ACTIVITY:
The lines to be extracted run from the start of the listing through the line containing "const TAGLINE_SIZE: f32 = 22.0;"; copy them exactly and nothing else.

RECORDS SHOWN:
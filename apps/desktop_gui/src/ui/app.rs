use std::time::Duration;

use client_core::{FormStatus, LandingView};
use eframe::egui;
use shared::{
    domain::{ContactField, Section, SequenceStep},
    landing,
};

use crate::ui::theme;

const REPAINT_INTERVAL: Duration = Duration::from_millis(100);
const TITLE_SIZE: f32 = 72.0;
const TAGLINE_SIZE: f32 = 22.0;

/// Follows the horizontal offset so the section marker only tracks the
/// user while no auto-scroll is animating.
#[derive(Debug, Default)]
struct ScrollTracker {
    auto_target: Option<Section>,
    frames_waiting: u32,
}

impl ScrollTracker {
    /// Frames after which an unfinished auto-scroll stops masking the offset.
    const MAX_SETTLE_FRAMES: u32 = 120;

    fn auto_scroll_to(&mut self, section: Section) {
        self.auto_target = Some(section);
        self.frames_waiting = 0;
    }

    /// Section under the viewport, or `None` while an auto-scroll is still
    /// moving towards its target.
    fn observe(&mut self, offset: f32, page_width: f32) -> Option<Section> {
        if let Some(target) = self.auto_target {
            let target_offset = target.index() as f32 * page_width;
            let arrived = (offset - target_offset).abs() < 1.0;
            self.frames_waiting += 1;
            if !arrived && self.frames_waiting < Self::MAX_SETTLE_FRAMES {
                return None;
            }
            self.auto_target = None;
        }
        Some(Section::ALL[section_index_for_offset(offset, page_width)])
    }
}

pub struct LandingApp {
    view: LandingView,
    scroll: ScrollTracker,
}

impl LandingApp {
    pub fn new(mut view: LandingView) -> Self {
        view.load();
        Self {
            view,
            scroll: ScrollTracker::default(),
        }
    }

    fn show_top_bar(&mut self, ctx: &egui::Context) {
        egui::TopBottomPanel::top("tab_bar").show(ctx, |ui| {
            ui.horizontal(|ui| {
                ui.label(egui::RichText::new(landing::TAB_LABEL).monospace());
                ui.separator();
                for section in Section::ALL {
                    let marker = if section == self.view.current_section() {
                        "\u{25cf}"
                    } else {
                        "\u{25cb}"
                    };
                    ui.label(marker);
                }
                ui.with_layout(egui::Layout::right_to_left(egui::Align::Center), |ui| {
                    if ui
                        .button(theme::toggle_label(self.view.display_mode()))
                        .clicked()
                    {
                        self.view.toggle_display_mode();
                    }
                });
            });
        });
    }

    fn show_sections(&mut self, ctx: &egui::Context) {
        let scroll_target = self.view.take_scroll_target();
        egui::CentralPanel::default().show(ctx, |ui| {
            let page = ui.available_size();
            let output = egui::ScrollArea::horizontal()
                .id_salt("landing_sections")
                .auto_shrink([false, false])
                .show(ui, |ui| {
                    ui.horizontal(|ui| {
                        ui.spacing_mut().item_spacing.x = 0.0;
                        for section in Section::ALL {
                            let rect = ui
                                .allocate_ui(page, |ui| {
                                    ui.set_min_size(page);
                                    ui.vertical_centered(|ui| {
                                        ui.add_space(page.y * 0.3);
                                        self.show_section(ui, section);
                                    });
                                })
                                .response
                                .rect;
                            if scroll_target == Some(section) {
                                ui.scroll_to_rect(rect, Some(egui::Align::Min));
                            }
                        }
                    });
                });

            if let Some(section) = scroll_target {
                self.scroll.auto_scroll_to(section);
            }
            if let Some(section) = self.scroll.observe(output.state.offset.x, page.x) {
                self.view.user_scrolled_to(section);
            }
        });
    }

    fn show_section(&mut self, ui: &mut egui::Ui, section: Section) {
        let step = self.view.reveal_step();
        match section {
            Section::Intro => show_intro(ui, step),
            Section::Inquiry => {
                ui.label(egui::RichText::new(landing::INQUIRY_HEADLINE).size(36.0).strong());
            }
            Section::Inquire => {
                let button = egui::Button::new(
                    egui::RichText::new(landing::INQUIRE_LABEL).size(28.0).strong(),
                )
                .min_size(egui::vec2(220.0, 64.0));
                if ui.add(button).clicked() {
                    self.view.open_contact();
                }
            }
        }
    }

    fn show_contact_window(&mut self, ctx: &egui::Context) {
        if !self.view.form().is_open() {
            return;
        }

        let mut keep_open = true;
        egui::Window::new(landing::FORM_TAB_LABEL)
            .open(&mut keep_open)
            .collapsible(false)
            .resizable(false)
            .anchor(egui::Align2::CENTER_CENTER, [0.0, 0.0])
            .show(ctx, |ui| {
                let enabled = !self.view.form().is_in_flight();
                self.field_input(ui, ContactField::Name, landing::NAME_PLACEHOLDER, enabled);
                self.field_input(ui, ContactField::Email, landing::EMAIL_PLACEHOLDER, enabled);
                self.field_input(ui, ContactField::Message, landing::MESSAGE_PLACEHOLDER, enabled);

                match self.view.form().status() {
                    FormStatus::Success => {
                        ui.colored_label(egui::Color32::from_rgb(152, 195, 121), landing::SUCCESS_BANNER);
                    }
                    FormStatus::Error => {
                        ui.colored_label(egui::Color32::from_rgb(224, 108, 117), landing::ERROR_BANNER);
                        if let Some(detail) = self.view.form().last_error() {
                            ui.label(egui::RichText::new(detail).small().weak());
                        }
                    }
                    FormStatus::Idle | FormStatus::Submitting => {}
                }

                ui.horizontal(|ui| {
                    let label = if self.view.form().is_in_flight() {
                        landing::SUBMITTING_LABEL
                    } else {
                        landing::SUBMIT_LABEL
                    };
                    if ui
                        .add_enabled(self.view.form().can_submit(), egui::Button::new(label))
                        .clicked()
                    {
                        self.view.submit();
                    }
                    if ui.button(landing::CANCEL_LABEL).clicked() {
                        self.view.close_contact();
                    }
                });
            });

        if !keep_open {
            self.view.close_contact();
        }
    }

    fn field_input(&mut self, ui: &mut egui::Ui, field: ContactField, hint: &str, enabled: bool) {
        let mut value = self.view.form().draft().field(field).to_string();
        let edit = match field {
            ContactField::Message => egui::TextEdit::multiline(&mut value).desired_rows(6),
            ContactField::Name | ContactField::Email => egui::TextEdit::singleline(&mut value),
        };
        let response = ui.add_enabled(enabled, edit.hint_text(hint).desired_width(f32::INFINITY));
        if response.changed() {
            self.view.edit(field, value);
        }
    }
}

impl eframe::App for LandingApp {
    fn update(&mut self, ctx: &egui::Context, _frame: &mut eframe::Frame) {
        self.view.pump();
        ctx.set_visuals(theme::visuals_for(self.view.display_mode()));

        self.show_top_bar(ctx);
        self.show_sections(ctx);
        self.show_contact_window(ctx);

        ctx.request_repaint_after(REPAINT_INTERVAL);
    }
}

fn show_intro(ui: &mut egui::Ui, step: SequenceStep) {
    if step.shows_title() {
        ui.label(
            egui::RichText::new(landing::BRAND)
                .size(TITLE_SIZE)
                .strong()
                .color(theme::ACCENT),
        )
        .on_hover_text(landing::PAGE_DESCRIPTION);
    }
    if step.shows_tagline() {
        ui.add_space(16.0);
        for (before, highlight, after) in landing::TAGLINE {
            ui.horizontal_wrapped(|ui| {
                ui.spacing_mut().item_spacing.x = 0.0;
                ui.label(egui::RichText::new(before).size(TAGLINE_SIZE));
                ui.label(
                    egui::RichText::new(highlight)
                        .size(TAGLINE_SIZE)
                        .strong()
                        .color(theme::ACCENT),
                );
                ui.label(egui::RichText::new(after).size(TAGLINE_SIZE));
            });
        }
    }
    if step.shows_scroll_hint() {
        ui.add_space(24.0);
        ui.label(egui::RichText::new(landing::SCROLL_HINT).size(TAGLINE_SIZE * 2.0));
    }
}

/// Section whose page is nearest to the horizontal scroll offset.
fn section_index_for_offset(offset: f32, page_width: f32) -> usize {
    if page_width <= 0.0 || !offset.is_finite() {
        return 0;
    }
    let last = Section::ALL.len() - 1;
    ((offset / page_width).round().max(0.0) as usize).min(last)
}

OUTPUT BELOW:
filename apps/desktop_gui/src/ui/app.rs
use std::time::Duration;

use client_core::{FormStatus, LandingView};
use eframe::egui;
use shared::{
    domain::{ContactField, Section, SequenceStep},
    landing,
};

use crate::ui::theme;

const REPAINT_INTERVAL: Duration = Duration::from_millis(100);
const TITLE_SIZE: f32 = 72.0;
const TAGLINE_SIZE: f32 = 22.0;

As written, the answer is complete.